Los trabajadores recuerdan que la víctima y el denunciante no deberían verse al prestar declaración. «Esto puede generar tensiones entre los funcionarios y los propios implicados y desembocar en situaciones de riesgo», subrayó Bengoetxea. Alrededor de cincuenta trabajadores de los Juzgados de la capital alavesa y el sindicato nacionalista se concentraron ayer frente a la puerta de la sede judicial en protesta por estas nuevas condiciones.

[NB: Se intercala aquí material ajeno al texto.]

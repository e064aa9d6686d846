use chrono::NaiveDateTime;

use healthhub_notification::{
    create_appointment_notification, next_timestamp, Action, Hub, Notification, NotificationKind,
    Priority,
};

use crate::{
    Appointment, AppointmentStatus, Error, NewAppointment, StoreKey, TelehealthStore,
};

const DATE_FORMAT: &str = "%Y-%m-%dT%H:%M:%S";

/// Scheduled visits, persisted under `telehealth_appointments`. Booking a
/// visit publishes its notifications on the hub.
pub struct AppointmentBook {
    store: TelehealthStore,
    hub: Hub,
    appointments: Vec<Appointment>,
}

impl AppointmentBook {
    pub fn load(store: TelehealthStore, hub: Hub) -> Result<Self, Error> {
        let appointments: Vec<Appointment> = store
            .get(StoreKey::Appointments)?
            .unwrap_or_default();

        tracing::info!(count = appointments.len(), "appointments_loaded");

        Ok(Self {
            store,
            hub,
            appointments,
        })
    }

    #[tracing::instrument(skip_all, fields(doctor = %new.doctor_name))]
    pub fn schedule(&mut self, new: NewAppointment) -> Result<Appointment, Error> {
        let doctor_name = new.doctor_name.trim();
        if doctor_name.is_empty() {
            return Err(Error::MissingDoctor);
        }

        let appointment = Appointment {
            id: next_timestamp().to_string(),
            doctor_name: doctor_name.to_string(),
            date: new.at.format(DATE_FORMAT).to_string(),
            notes: new.notes.filter(|n| !n.trim().is_empty()),
            kind: new.kind,
            reminder: new.reminder,
            status: AppointmentStatus::Scheduled,
        };

        self.appointments.push(appointment.clone());
        self.save()?;

        self.hub.publish(create_appointment_notification(
            &appointment.doctor_name,
            new.at,
            &appointment.kind.to_string(),
        ));

        if appointment.reminder {
            self.hub.publish(reminder_for(&appointment, new.at));
        }

        tracing::info!(id = %appointment.id, "appointment_scheduled");
        Ok(appointment)
    }

    /// Publishes a `cancel-<id>-<ts>` notice once the visit is cancelled.
    pub fn cancel(&mut self, id: &str) -> Result<Appointment, Error> {
        let cancelled = self.transition(id, AppointmentStatus::Cancelled)?;
        self.hub.publish(cancellation_for(&cancelled));
        Ok(cancelled)
    }

    pub fn complete(&mut self, id: &str) -> Result<Appointment, Error> {
        self.transition(id, AppointmentStatus::Completed)
    }

    pub fn list(&self) -> &[Appointment] {
        &self.appointments
    }

    pub fn get(&self, id: &str) -> Option<&Appointment> {
        self.appointments.iter().find(|a| a.id == id)
    }

    /// Scheduled visits at or after `now`, soonest first.
    pub fn upcoming(&self, now: NaiveDateTime) -> Vec<Appointment> {
        let mut upcoming: Vec<(NaiveDateTime, Appointment)> = self
            .appointments
            .iter()
            .filter(|a| a.status == AppointmentStatus::Scheduled)
            .filter_map(|a| a.at().map(|at| (at, a.clone())))
            .filter(|(at, _)| *at >= now)
            .collect();

        upcoming.sort_by_key(|(at, _)| *at);
        upcoming.into_iter().map(|(_, a)| a).collect()
    }

    fn transition(&mut self, id: &str, status: AppointmentStatus) -> Result<Appointment, Error> {
        let appointment = self
            .appointments
            .iter_mut()
            .find(|a| a.id == id)
            .ok_or_else(|| Error::NotFound(id.to_string()))?;

        if appointment.status != AppointmentStatus::Scheduled {
            return Err(Error::NotScheduled {
                id: id.to_string(),
                status: appointment.status,
            });
        }

        appointment.status = status;
        let updated = appointment.clone();
        self.save()?;

        tracing::info!(id = %id, status = %status, "appointment_status_changed");
        Ok(updated)
    }

    fn save(&self) -> Result<(), Error> {
        self.store
            .set(StoreKey::Appointments, &self.appointments)
            .map_err(Error::from)
    }
}

fn reminder_for(appointment: &Appointment, at: NaiveDateTime) -> Notification {
    Notification {
        id: format!("reminder-{}", appointment.id),
        kind: NotificationKind::Reminder,
        title: "Appointment Reminder".to_string(),
        message: format!(
            "Don't forget your appointment with {} on {} at {}.",
            appointment.doctor_name,
            at.format("%Y-%m-%d"),
            at.format("%H:%M"),
        ),
        date: appointment.date.clone(),
        is_read: false,
        priority: Priority::Medium,
        action: Some(Action::new("View Details", "/telehealth")),
    }
}

fn cancellation_for(appointment: &Appointment) -> Notification {
    let when = appointment
        .at()
        .map(|at| at.format("%Y-%m-%d %H:%M").to_string())
        .unwrap_or_else(|| appointment.date.clone());

    Notification {
        id: format!("cancel-{}-{}", appointment.id, next_timestamp()),
        kind: NotificationKind::System,
        title: "Appointment Cancelled".to_string(),
        message: format!(
            "Your {} appointment with {} on {} has been cancelled.",
            appointment.kind, appointment.doctor_name, when
        ),
        date: chrono::Utc::now().to_rfc3339_opts(chrono::SecondsFormat::Millis, true),
        is_read: false,
        priority: Priority::Medium,
        action: Some(Action::new("View Appointments", "/telehealth")),
    }
}

/// One `appt-<id>` notification per scheduled visit. The ids are stable, so
/// feeding the digest to an inbox on every start adds each visit once.
pub fn appointment_digest(appointments: &[Appointment]) -> Vec<Notification> {
    let created = chrono::Utc::now().to_rfc3339_opts(chrono::SecondsFormat::Millis, true);

    appointments
        .iter()
        .filter(|a| a.status == AppointmentStatus::Scheduled)
        .map(|a| {
            let when = a
                .at()
                .map(|at| at.format("%Y-%m-%d %H:%M").to_string())
                .unwrap_or_else(|| a.date.clone());

            Notification {
                id: format!("appt-{}", a.id),
                kind: NotificationKind::Appointment,
                title: "Upcoming Appointment".to_string(),
                message: format!(
                    "You have a {} appointment with {} on {}",
                    a.kind, a.doctor_name, when
                ),
                date: created.clone(),
                is_read: false,
                priority: Priority::Medium,
                action: Some(Action::new("View Appointment", "/telehealth")),
            }
        })
        .collect()
}
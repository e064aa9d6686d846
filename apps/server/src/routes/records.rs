use std::sync::Arc;

use axum::{
    Extension,
    extract::{Path, State},
    http::StatusCode,
};

use crate::{
    ApiError, AppJson, AppState,
    auth::AuthUser,
    routes::users::MessageResponse,
    state::{Record, RecordInput},
};

fn not_found() -> ApiError {
    ApiError::NotFound("Record not found".to_string())
}

// Ids that are not numbers cannot match any record.
fn parse_id(raw: &str) -> Result<u64, ApiError> {
    raw.parse().map_err(|_| not_found())
}

pub async fn create(
    State(state): State<Arc<AppState>>,
    Extension(user): Extension<AuthUser>,
    AppJson(input): AppJson<RecordInput>,
) -> Result<(StatusCode, AppJson<Record>), ApiError> {
    let record = state.db.write().await.insert_record(user.id, input);
    tracing::info!(record_id = record.id, user_id = user.id, "record_created");
    Ok((StatusCode::CREATED, AppJson(record)))
}

pub async fn list(
    State(state): State<Arc<AppState>>,
    Extension(user): Extension<AuthUser>,
) -> AppJson<Vec<Record>> {
    AppJson(state.db.read().await.records_for(user.id))
}

pub async fn get(
    State(state): State<Arc<AppState>>,
    Extension(user): Extension<AuthUser>,
    Path(id): Path<String>,
) -> Result<AppJson<Record>, ApiError> {
    let id = parse_id(&id)?;
    let db = state.db.read().await;
    let record = db.record(user.id, id).cloned().ok_or_else(not_found)?;
    Ok(AppJson(record))
}

pub async fn update(
    State(state): State<Arc<AppState>>,
    Extension(user): Extension<AuthUser>,
    Path(id): Path<String>,
    AppJson(input): AppJson<RecordInput>,
) -> Result<AppJson<Record>, ApiError> {
    let id = parse_id(&id)?;
    let record = state
        .db
        .write()
        .await
        .update_record(user.id, id, input)
        .ok_or_else(not_found)?;
    Ok(AppJson(record))
}

pub async fn delete(
    State(state): State<Arc<AppState>>,
    Extension(user): Extension<AuthUser>,
    Path(id): Path<String>,
) -> Result<AppJson<MessageResponse>, ApiError> {
    let id = parse_id(&id)?;
    if !state.db.write().await.delete_record(user.id, id) {
        return Err(not_found());
    }

    tracing::info!(record_id = id, user_id = user.id, "record_deleted");
    Ok(AppJson(MessageResponse::new("Record deleted successfully")))
}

«La violencia contra las mujeres es un tema que está en boga y requiere de una gran sensibilidad, pero el departamento de Justicia hace caso omiso a las propuestas y recomendaciones de los trabajadores», denunciaron. Además de a su seguridad y a la de los usuarios, los empleados se refirieron a sus condiciones laborales, en las que los turnos de entre diez y doce horas diarias son cada vez más habituales. «Debemos atender a todos los detenidos que figuran en la agenda del día antes de marcharnos, pero no recibimos una retribución adicional por esas horas», recordó Bengoetxea.

Presencia de menores

La Fiscalía de Álava formuló un total de 516 calificaciones relacionadas con la violencia doméstica y de género en 2016, de las cuales únicamente el 6,9% dieron lugar a sentencias absolutorias; y se ejecutaron 83 sentencias relacionadas con penas de prisión.

Estos miembros del personal asumen además la tarea de prestar atención a las familias y a sus hijos durante los procedimientos de forma habitual, por lo que el sindicato ELA reclama que se les forme en psicología para llevar a cabo esta labor. «Que la víctima pueda coincidir con el denunciado no es una situación deseable y genera preocupación y estrés, las funcionarias van a estar solas y desprotegidas ante cualquier incidente», insiste este colectivo, compuesto por alrededor de un centenar de trabajadores distribuidos en los distintos Juzgados de violencia de Euskadi.